Humor is a weapon feared by some of the world's cruelest despots. Humor spreads virally by word of mouth. Jokes are concise, easy to remember and resonate with broad cross-sections of the public. Humor can be used to discredit, mock and topple dictators.
- Vaclav Havel used wit to criticize the Czech government.
- The Shin Bet, Israel’s internal security organization, is said to have spread jokes about Yasser Arafat to trivialize him.
- “We're a generation that likes to play jokes, to laugh all the time, and that is our secret weapon,” said Sveta Matic in August 2000, a member of Otpor, a youth resistance movement in Yugoslavia that attempted to overthrow Slobodan Milosevic.
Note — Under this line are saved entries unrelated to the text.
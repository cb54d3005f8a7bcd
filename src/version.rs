use crate::error::UnknownVersionError;
use serde::{Deserialize, Deserializer, Serialize, Serializer};
use std::{
    cmp::Ordering,
    fmt::{self, Display, Formatter},
    str::FromStr,
};

/// A server implementation revision, named after the revision segment of the server's package
/// name (for instance `v1_16_R2` in `org.bukkit.craftbukkit.v1_16_R2`).
///
/// Versions are ordered by their [rank](ServerVersion::rank), which is the major version times ten
/// plus the revision number, so `V1_8_R1` has rank 81. [`Unknown`](ServerVersion::Unknown) has a
/// rank above every real version and therefore always compares as the newest.
#[derive(Clone, Copy, PartialEq, Eq, Hash, Debug)]
#[allow(non_camel_case_types, missing_docs)]
pub enum ServerVersion {
    Unknown,

    // Legacy versions
    V1_8_R1,
    V1_8_R2,
    V1_8_R3,
    V1_9_R1,
    V1_9_R2,
    V1_10_R1,
    V1_11_R1,
    V1_12_R1,

    // New versions
    V1_13_R1,
    V1_13_R2,
    V1_14_R1,
    V1_15_R1,
    V1_16_R1,
    V1_16_R2,
}

impl ServerVersion {
    /// Every version in declaration order, starting with the unknown sentinel.
    pub const ALL: &'static [ServerVersion] = &[
        ServerVersion::Unknown,
        ServerVersion::V1_8_R1,
        ServerVersion::V1_8_R2,
        ServerVersion::V1_8_R3,
        ServerVersion::V1_9_R1,
        ServerVersion::V1_9_R2,
        ServerVersion::V1_10_R1,
        ServerVersion::V1_11_R1,
        ServerVersion::V1_12_R1,
        ServerVersion::V1_13_R1,
        ServerVersion::V1_13_R2,
        ServerVersion::V1_14_R1,
        ServerVersion::V1_15_R1,
        ServerVersion::V1_16_R1,
        ServerVersion::V1_16_R2,
    ];
    /// The first version that is not [legacy](ServerVersion::is_legacy) (1.13).
    pub const LEGACY_BOUNDARY: ServerVersion = ServerVersion::V1_13_R1;
    /// The first version that is not [color legacy](ServerVersion::is_color_legacy) (1.16).
    pub const COLOR_LEGACY_BOUNDARY: ServerVersion = ServerVersion::V1_16_R1;

    /// Returns the protocol rank of this version, in the form `NX` where `N` is the major version
    /// and `X` is the revision. For example `V1_8_R1` has rank 81.
    pub const fn rank(self) -> u16 {
        match self {
            ServerVersion::Unknown => 1000,
            ServerVersion::V1_8_R1 => 81,
            ServerVersion::V1_8_R2 => 82,
            ServerVersion::V1_8_R3 => 83,
            ServerVersion::V1_9_R1 => 91,
            ServerVersion::V1_9_R2 => 92,
            ServerVersion::V1_10_R1 => 101,
            ServerVersion::V1_11_R1 => 111,
            ServerVersion::V1_12_R1 => 121,
            ServerVersion::V1_13_R1 => 131,
            ServerVersion::V1_13_R2 => 132,
            ServerVersion::V1_14_R1 => 141,
            ServerVersion::V1_15_R1 => 151,
            ServerVersion::V1_16_R1 => 161,
            ServerVersion::V1_16_R2 => 162,
        }
    }

    /// Returns the name this version is matched against, such as `"V1_16_R2"`.
    pub const fn name(self) -> &'static str {
        match self {
            ServerVersion::Unknown => "UNKNOWN",
            ServerVersion::V1_8_R1 => "V1_8_R1",
            ServerVersion::V1_8_R2 => "V1_8_R2",
            ServerVersion::V1_8_R3 => "V1_8_R3",
            ServerVersion::V1_9_R1 => "V1_9_R1",
            ServerVersion::V1_9_R2 => "V1_9_R2",
            ServerVersion::V1_10_R1 => "V1_10_R1",
            ServerVersion::V1_11_R1 => "V1_11_R1",
            ServerVersion::V1_12_R1 => "V1_12_R1",
            ServerVersion::V1_13_R1 => "V1_13_R1",
            ServerVersion::V1_13_R2 => "V1_13_R2",
            ServerVersion::V1_14_R1 => "V1_14_R1",
            ServerVersion::V1_15_R1 => "V1_15_R1",
            ServerVersion::V1_16_R1 => "V1_16_R1",
            ServerVersion::V1_16_R2 => "V1_16_R2",
        }
    }

    /// Finds the version whose name matches the given revision token, ignoring ASCII case. If no
    /// version matches then [`Unknown`](ServerVersion::Unknown) is returned.
    ///
    /// # Examples
    ///
    /// ```
    /// # use server_version::ServerVersion;
    /// assert_eq!(ServerVersion::resolve("v1_12_R1"), ServerVersion::V1_12_R1);
    /// assert_eq!(ServerVersion::resolve("v1_99_R7"), ServerVersion::Unknown);
    /// ```
    pub fn resolve(name: &str) -> ServerVersion {
        Self::ALL
            .iter()
            .copied()
            .find(|version| version.name().eq_ignore_ascii_case(name))
            .unwrap_or(ServerVersion::Unknown)
    }

    /// Returns whether this is the unknown sentinel.
    #[inline]
    pub const fn is_unknown(self) -> bool {
        matches!(self, ServerVersion::Unknown)
    }

    /// Returns whether this version is the same as or newer than the given version.
    #[inline]
    pub const fn is_newer_than_or_equal(self, other: ServerVersion) -> bool {
        self.rank() >= other.rank()
    }

    /// Returns whether this version is strictly older than the given version.
    #[inline]
    pub const fn is_older_than(self, other: ServerVersion) -> bool {
        self.rank() < other.rank()
    }

    /// Returns whether this version predates 1.13.
    #[inline]
    pub const fn is_legacy(self) -> bool {
        self.rank() < Self::LEGACY_BOUNDARY.rank()
    }

    /// Returns whether this version predates 1.16, which introduced hex chat colors.
    #[inline]
    pub const fn is_color_legacy(self) -> bool {
        self.rank() < Self::COLOR_LEGACY_BOUNDARY.rank()
    }
}

impl PartialOrd for ServerVersion {
    fn partial_cmp(&self, other: &Self) -> Option<Ordering> {
        Some(self.cmp(other))
    }
}

impl Ord for ServerVersion {
    fn cmp(&self, other: &Self) -> Ordering {
        self.rank().cmp(&other.rank())
    }
}

impl Display for ServerVersion {
    fn fmt(&self, f: &mut Formatter<'_>) -> fmt::Result {
        f.write_str(self.name())
    }
}

impl FromStr for ServerVersion {
    type Err = UnknownVersionError;

    /// Strict counterpart to [`resolve`](ServerVersion::resolve). Anything that would resolve to
    /// [`Unknown`](ServerVersion::Unknown), including the string `"unknown"` itself, is an error.
    fn from_str(s: &str) -> Result<Self, Self::Err> {
        match Self::resolve(s) {
            ServerVersion::Unknown => Err(UnknownVersionError::new(s)),
            version => Ok(version),
        }
    }
}

impl Serialize for ServerVersion {
    fn serialize<S>(&self, serializer: S) -> Result<S::Ok, S::Error>
    where S: Serializer {
        serializer.serialize_str(self.name())
    }
}

// Lenient so that configs written for a newer server still load
impl<'de> Deserialize<'de> for ServerVersion {
    fn deserialize<D>(deserializer: D) -> Result<Self, D::Error>
    where D: Deserializer<'de> {
        let name = String::deserialize(deserializer)?;
        Ok(Self::resolve(&name))
    }
}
- In January 2006, Osama bin Laden said, “I swear not to die but a free man even if I taste the bitterness of death. I fear to be humiliated or betrayed.”
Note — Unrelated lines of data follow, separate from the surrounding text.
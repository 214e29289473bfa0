//! Message assembly.
//!
//! [`MessageList`] is a persistent value: every update returns a new list
//! and leaves `self` untouched. Messages are shared through `Arc`, so a
//! message the update did not touch is the same allocation in both lists.
//!
//! Within a message all tool-call parts precede all text parts. Updates
//! addressed by tool-call id or approval id search every message, not only
//! the latest, through id indexes kept beside the list.

use std::collections::HashMap;
use std::sync::Arc;

use serde_json::Value;

use crate::error::{Result, TurnstileError};
use crate::processor::{ProcessorEvent, Trigger};
use crate::types::{
    ApprovalState, Message, MessagePart, Role, ToolCallPhase, ToolCallState, ToolResultPart,
};

/// Ordered, copy-on-write message list.
#[derive(Debug, Clone, Default)]
pub struct MessageList {
    messages: Vec<Arc<Message>>,
    by_id: HashMap<String, usize>,
    by_tool_call: HashMap<String, usize>,
    by_approval: HashMap<String, usize>,
}

impl PartialEq for MessageList {
    fn eq(&self, other: &Self) -> bool {
        self.messages == other.messages
    }
}

impl FromIterator<Message> for MessageList {
    fn from_iter<I: IntoIterator<Item = Message>>(iter: I) -> Self {
        Self::from_shared(iter.into_iter().map(Arc::new).collect())
    }
}

impl MessageList {
    pub fn new() -> Self {
        Self::default()
    }

    /// Build a list from shared messages, indexing all of them.
    pub fn from_shared(messages: Vec<Arc<Message>>) -> Self {
        let mut list = Self {
            messages,
            ..Self::default()
        };
        for position in 0..list.messages.len() {
            list.index(position);
        }
        list
    }

    pub fn len(&self) -> usize {
        self.messages.len()
    }

    pub fn is_empty(&self) -> bool {
        self.messages.is_empty()
    }

    pub fn as_slice(&self) -> &[Arc<Message>] {
        &self.messages
    }

    pub fn iter(&self) -> impl Iterator<Item = &Arc<Message>> {
        self.messages.iter()
    }

    pub fn get(&self, message_id: &str) -> Option<&Arc<Message>> {
        self.position(message_id).map(|p| &self.messages[p])
    }

    pub fn last(&self) -> Option<&Arc<Message>> {
        self.messages.last()
    }

    /// The most recent assistant message.
    pub fn last_assistant(&self) -> Option<&Arc<Message>> {
        self.messages.iter().rev().find(|m| m.role == Role::Assistant)
    }

    /// Find a tool call anywhere in the conversation.
    pub fn find_tool_call(&self, tool_call_id: &str) -> Option<&ToolCallState> {
        let position = self.locate_tool_call(tool_call_id)?;
        self.messages[position].tool_call(tool_call_id)
    }

    /// Append a message.
    pub fn push(&self, message: Message) -> Self {
        self.push_shared(Arc::new(message))
    }

    pub fn push_shared(&self, message: Arc<Message>) -> Self {
        let mut next = self.clone();
        next.messages.push(message);
        next.index(next.messages.len() - 1);
        next
    }

    /// Start a new assistant turn. Returns the new list and the message id.
    pub fn begin_assistant(&self) -> (Self, String) {
        let message = Message::assistant();
        let id = message.id.clone();
        (self.push(message), id)
    }

    /// Drop trailing assistant messages, leaving the conversation ready to be
    /// re-run from the last user turn.
    pub fn without_trailing_assistant(&self) -> Self {
        let keep = self
            .messages
            .iter()
            .rposition(|m| m.role != Role::Assistant)
            .map_or(0, |p| p + 1);
        Self::from_shared(self.messages[..keep].to_vec())
    }

    pub fn clear(&self) -> Self {
        Self::default()
    }

    /// Replace the message's text with `text`.
    ///
    /// Parts are rebuilt as tool calls, then any other parts, then one text
    /// part, so text always ends up last.
    pub fn update_text_part(&self, message_id: &str, text: &str) -> Self {
        self.map_message(message_id, |message| {
            let parts = std::mem::take(&mut message.parts);
            let (tool_calls, rest): (Vec<_>, Vec<_>) =
                parts.into_iter().partition(MessagePart::is_tool_call);
            message.parts = tool_calls
                .into_iter()
                .chain(rest.into_iter().filter(|p| !p.is_text()))
                .chain(std::iter::once(MessagePart::Text {
                    content: text.to_string(),
                }))
                .collect();
        })
    }

    /// Insert or replace a tool-call part.
    ///
    /// A new call goes immediately before the first text part; an existing
    /// call with the same id is replaced where it stands.
    pub fn upsert_tool_call_part(&self, message_id: &str, call: &ToolCallState) -> Self {
        self.upsert_tool_call(message_id, call, None)
    }

    /// Like [`upsert_tool_call_part`](Self::upsert_tool_call_part), but the
    /// part streamed so far under `previous_id` takes the call's new id.
    pub fn rename_tool_call_part(
        &self,
        message_id: &str,
        previous_id: &str,
        call: &ToolCallState,
    ) -> Self {
        let mut next = self.upsert_tool_call(message_id, call, Some(previous_id));
        next.by_tool_call.remove(previous_id);
        next
    }

    fn upsert_tool_call(
        &self,
        message_id: &str,
        call: &ToolCallState,
        previous_id: Option<&str>,
    ) -> Self {
        self.map_message(message_id, |message| {
            let matches = |id: &str| id == call.id || previous_id == Some(id);
            let existing = message.parts.iter_mut().find_map(|part| match part {
                MessagePart::ToolCall(current) if matches(&current.id) => Some(current),
                _ => None,
            });
            match existing {
                Some(current) => *current = call.clone(),
                None => {
                    let at = message
                        .parts
                        .iter()
                        .position(MessagePart::is_text)
                        .unwrap_or(message.parts.len());
                    message.parts.insert(at, MessagePart::ToolCall(call.clone()));
                }
            }
        })
    }

    /// Insert or replace the result part of a tool call.
    ///
    /// The result lands in the message that holds the tool call, falling
    /// back to `message_id` when the call is unknown.
    pub fn upsert_tool_result_part(&self, message_id: &str, result: ToolResultPart) -> Self {
        let Some(position) = self
            .locate_tool_call(&result.tool_call_id)
            .or_else(|| self.position(message_id))
        else {
            tracing::debug!(message_id, "tool result for unknown message");
            return self.clone();
        };
        self.replace_at(position, |message| {
            let existing = message.parts.iter_mut().find_map(|part| match part {
                MessagePart::ToolResult(current) if current.tool_call_id == result.tool_call_id => {
                    Some(current)
                }
                _ => None,
            });
            match existing {
                Some(current) => *current = result,
                None => message.parts.push(MessagePart::ToolResult(result)),
            }
        })
    }

    /// Mark a tool call as awaiting approval.
    pub fn update_tool_call_approval(&self, tool_call_id: &str, approval_id: &str) -> Result<Self> {
        self.try_map_tool_call(tool_call_id, |call| {
            if call.state != ToolCallPhase::ApprovalRequested {
                call.apply(Trigger::RequestApproval)?;
            }
            call.approval = Some(ApprovalState {
                id: approval_id.to_string(),
                needs_approval: true,
                approved: None,
            });
            Ok(())
        })
    }

    /// Record the human decision for an approval.
    pub fn update_tool_call_approval_response(
        &self,
        approval_id: &str,
        approved: bool,
    ) -> Result<Self> {
        let tool_call_id = self
            .locate_approval(approval_id)
            .and_then(|position| {
                self.messages[position]
                    .tool_calls()
                    .find(|c| c.approval.as_ref().is_some_and(|a| a.id == approval_id))
                    .map(|c| c.id.clone())
            })
            .ok_or_else(|| {
                TurnstileError::InvalidState(format!("unknown approval id: {approval_id}"))
            })?;

        self.try_map_tool_call(&tool_call_id, |call| {
            call.apply(Trigger::RespondApproval)?;
            if let Some(approval) = call.approval.as_mut() {
                approval.approved = Some(approved);
            }
            Ok(())
        })
    }

    /// Attach a tool output, or an error when `error` is set.
    pub fn update_tool_call_with_output(
        &self,
        tool_call_id: &str,
        output: Value,
        error: Option<String>,
    ) -> Result<Self> {
        self.try_map_tool_call(tool_call_id, |call| {
            // A client tool can answer before its argument stream was closed.
            call.complete_if_streaming(Trigger::ExplicitEnd);
            match error {
                Some(message) => {
                    call.apply(Trigger::FailOutput)?;
                    call.error = Some(message);
                }
                None => {
                    call.apply(Trigger::ProvideOutput)?;
                }
            }
            call.output = Some(output);
            Ok(())
        })
    }

    /// Apply one processor event to the message it belongs to.
    pub fn apply(&self, message_id: &str, event: &ProcessorEvent) -> Self {
        match event {
            ProcessorEvent::TextUpdate { text } => self.update_text_part(message_id, text),
            ProcessorEvent::ToolCallStateChange {
                call,
                previous_id: Some(previous_id),
                ..
            } => self.rename_tool_call_part(message_id, previous_id, call),
            ProcessorEvent::ToolCallStateChange { call, .. } => {
                self.upsert_tool_call_part(message_id, call)
            }
            ProcessorEvent::ToolResultStateChange {
                tool_call_id,
                content,
                state,
                error,
            } => self.upsert_tool_result_part(
                message_id,
                ToolResultPart {
                    tool_call_id: tool_call_id.clone(),
                    content: content.clone(),
                    state: *state,
                    error: error.clone(),
                },
            ),
            ProcessorEvent::ApprovalRequested(request) => {
                let already = self
                    .find_tool_call(&request.tool_call_id)
                    .and_then(|c| c.approval.as_ref())
                    .is_some_and(|a| a.id == request.approval.id);
                if already {
                    return self.clone();
                }
                self.update_tool_call_approval(&request.tool_call_id, &request.approval.id)
                    .unwrap_or_else(|err| {
                        tracing::warn!(error = %err, "could not record approval request");
                        self.clone()
                    })
            }
            _ => self.clone(),
        }
    }

    fn position(&self, message_id: &str) -> Option<usize> {
        self.by_id
            .get(message_id)
            .copied()
            .filter(|p| self.messages.get(*p).is_some_and(|m| m.id == message_id))
            .or_else(|| self.messages.iter().rposition(|m| m.id == message_id))
    }

    fn locate_tool_call(&self, tool_call_id: &str) -> Option<usize> {
        self.by_tool_call
            .get(tool_call_id)
            .copied()
            .filter(|p| {
                self.messages
                    .get(*p)
                    .is_some_and(|m| m.tool_call(tool_call_id).is_some())
            })
            .or_else(|| {
                self.messages
                    .iter()
                    .rposition(|m| m.tool_call(tool_call_id).is_some())
            })
    }

    fn locate_approval(&self, approval_id: &str) -> Option<usize> {
        let holds = |m: &Arc<Message>| {
            m.tool_calls()
                .any(|c| c.approval.as_ref().is_some_and(|a| a.id == approval_id))
        };
        self.by_approval
            .get(approval_id)
            .copied()
            .filter(|p| self.messages.get(*p).is_some_and(|m| holds(m)))
            .or_else(|| self.messages.iter().rposition(|m| holds(m)))
    }

    fn index(&mut self, position: usize) {
        let message = &self.messages[position];
        self.by_id.insert(message.id.clone(), position);
        for call in message.tool_calls() {
            self.by_tool_call.insert(call.id.clone(), position);
            if let Some(approval) = &call.approval {
                self.by_approval.insert(approval.id.clone(), position);
            }
        }
    }

    fn map_message<F>(&self, message_id: &str, f: F) -> Self
    where
        F: FnOnce(&mut Message),
    {
        match self.position(message_id) {
            Some(position) => self.replace_at(position, f),
            None => {
                tracing::debug!(message_id, "update for unknown message");
                self.clone()
            }
        }
    }

    fn replace_at<F>(&self, position: usize, f: F) -> Self
    where
        F: FnOnce(&mut Message),
    {
        let mut message = Message::clone(&self.messages[position]);
        f(&mut message);
        let mut next = self.clone();
        next.messages[position] = Arc::new(message);
        next.index(position);
        next
    }

    fn try_map_tool_call<F>(&self, tool_call_id: &str, f: F) -> Result<Self>
    where
        F: FnOnce(&mut ToolCallState) -> Result<()>,
    {
        let position = self.locate_tool_call(tool_call_id).ok_or_else(|| {
            TurnstileError::InvalidState(format!("unknown tool call id: {tool_call_id}"))
        })?;

        let mut message = Message::clone(&self.messages[position]);
        let call = message
            .parts
            .iter_mut()
            .find_map(|part| match part {
                MessagePart::ToolCall(call) if call.id == tool_call_id => Some(call),
                _ => None,
            })
            .ok_or_else(|| {
                TurnstileError::InvalidState(format!("unknown tool call id: {tool_call_id}"))
            })?;
        if let Err(err) = f(call) {
            tracing::warn!(tool_call_id, error = %err, "rejected tool call update");
            return Err(err);
        }

        let mut next = self.clone();
        next.messages[position] = Arc::new(message);
        next.index(position);
        Ok(next)
    }
}

/// Whether every tool call of the latest assistant message is terminal.
///
/// False when that message has no tool calls at all, so a plain text turn
/// never triggers another request.
pub fn should_auto_send(messages: &MessageList) -> bool {
    let Some(message) = messages.last_assistant() else {
        return false;
    };
    let mut calls = message.tool_calls().peekable();
    calls.peek().is_some() && calls.all(ToolCallState::is_terminal)
}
- In 1959, six months after taking power, Fidel Castro placed signs in official buildings saying “Counterrevolutionary jokes forbidden here” and shutdown Zig Zag, a humor magazine.
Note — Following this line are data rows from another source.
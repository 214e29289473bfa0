//! HTTP connection: POST the conversation, decode the streamed body.

use std::collections::HashMap;
use std::sync::{Arc, OnceLock};
use std::time::Duration;

use async_trait::async_trait;
use futures::StreamExt;
use reqwest::header::{HeaderMap, HeaderName, HeaderValue, ACCEPT, CONTENT_TYPE};
use serde::Serialize;
use serde_json::Value;
use tokio_util::sync::CancellationToken;

use super::{until_cancelled, Connection};
use crate::config::TurnstileConfig;
use crate::error::{Result, TurnstileError};
use crate::parser::{self, ChunkStream, WireFormat};
use crate::types::Message;

#[derive(Serialize)]
struct ConnectBody<'a> {
    messages: Vec<&'a Message>,
    data: Option<&'a Value>,
}

static SHARED_CLIENT: OnceLock<reqwest::Client> = OnceLock::new();

fn shared_client() -> &'static reqwest::Client {
    SHARED_CLIENT.get_or_init(|| {
        reqwest::Client::builder()
            .connect_timeout(Duration::from_secs(30))
            .pool_max_idle_per_host(10)
            .build()
            .unwrap_or_default()
    })
}

/// Streams chunks from an HTTP endpoint.
///
/// The request body is `{"messages": [...], "data": ...}`; the response body
/// is decoded as SSE or NDJSON according to the configured wire format.
#[derive(Debug, Clone)]
pub struct HttpConnection {
    url: String,
    headers: HeaderMap,
    format: WireFormat,
    client: Option<reqwest::Client>,
}

impl HttpConnection {
    pub fn new(url: impl Into<String>) -> Self {
        Self {
            url: url.into(),
            headers: HeaderMap::new(),
            format: WireFormat::default(),
            client: None,
        }
    }

    /// Build from the configured endpoint, headers and wire format.
    pub fn from_config(config: &TurnstileConfig) -> Result<Self> {
        let url = config.api_url.clone().ok_or_else(|| {
            TurnstileError::Configuration("api_url is not configured".to_string())
        })?;
        Self::new(url)
            .with_format(config.wire_format)
            .with_headers(&config.headers)
    }

    pub fn with_format(mut self, format: WireFormat) -> Self {
        self.format = format;
        self
    }

    pub fn with_header(mut self, name: &str, value: &str) -> Result<Self> {
        let name = HeaderName::from_bytes(name.as_bytes())
            .map_err(|e| TurnstileError::Configuration(format!("invalid header name {name}: {e}")))?;
        let value = HeaderValue::from_str(value)
            .map_err(|e| TurnstileError::Configuration(format!("invalid header value: {e}")))?;
        self.headers.insert(name, value);
        Ok(self)
    }

    pub fn with_headers(self, headers: &HashMap<String, String>) -> Result<Self> {
        headers
            .iter()
            .try_fold(self, |conn, (name, value)| conn.with_header(name, value))
    }

    /// Use a specific client instead of the shared one.
    pub fn with_client(mut self, client: reqwest::Client) -> Self {
        self.client = Some(client);
        self
    }

    fn client(&self) -> &reqwest::Client {
        self.client.as_ref().unwrap_or_else(|| shared_client())
    }
}

#[async_trait]
impl Connection for HttpConnection {
    async fn connect(
        &self,
        messages: &[Arc<Message>],
        data: Option<Value>,
        cancel: CancellationToken,
    ) -> Result<ChunkStream> {
        let body = ConnectBody {
            messages: messages.iter().map(Arc::as_ref).collect(),
            data: data.as_ref(),
        };
        tracing::debug!(url = %self.url, messages = messages.len(), format = %self.format, "connecting");

        let send = self
            .client()
            .post(&self.url)
            .headers(self.headers.clone())
            .header(CONTENT_TYPE, "application/json")
            .header(ACCEPT, accept_for(self.format))
            .json(&body)
            .send();

        let resp = tokio::select! {
            _ = cancel.cancelled() => return Ok(futures::stream::empty().boxed()),
            resp = send => resp?,
        };

        let status = resp.status().as_u16();
        if !resp.status().is_success() {
            let message = resp.text().await.unwrap_or_default();
            return Err(TurnstileError::Api { status, message });
        }

        let stream = parser::decode(self.format, resp.bytes_stream());
        Ok(until_cancelled(stream, cancel))
    }
}

fn accept_for(format: WireFormat) -> &'static str {
    match format {
        WireFormat::Sse => "text/event-stream",
        WireFormat::Ndjson => "application/x-ndjson",
    }
}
- Hitler was sufficiently concerned about the potential use of humor that he set up special “Third Reich joke courts” that punished people for many acts of inappropriate humor, including naming their dogs “Adolf.”
- The U.S. military discredited al-Qaida Abu Musab al-Zarqawi with bloopers based on his fumbling a machine gun in May 2006. He was killed on June 7, 2006.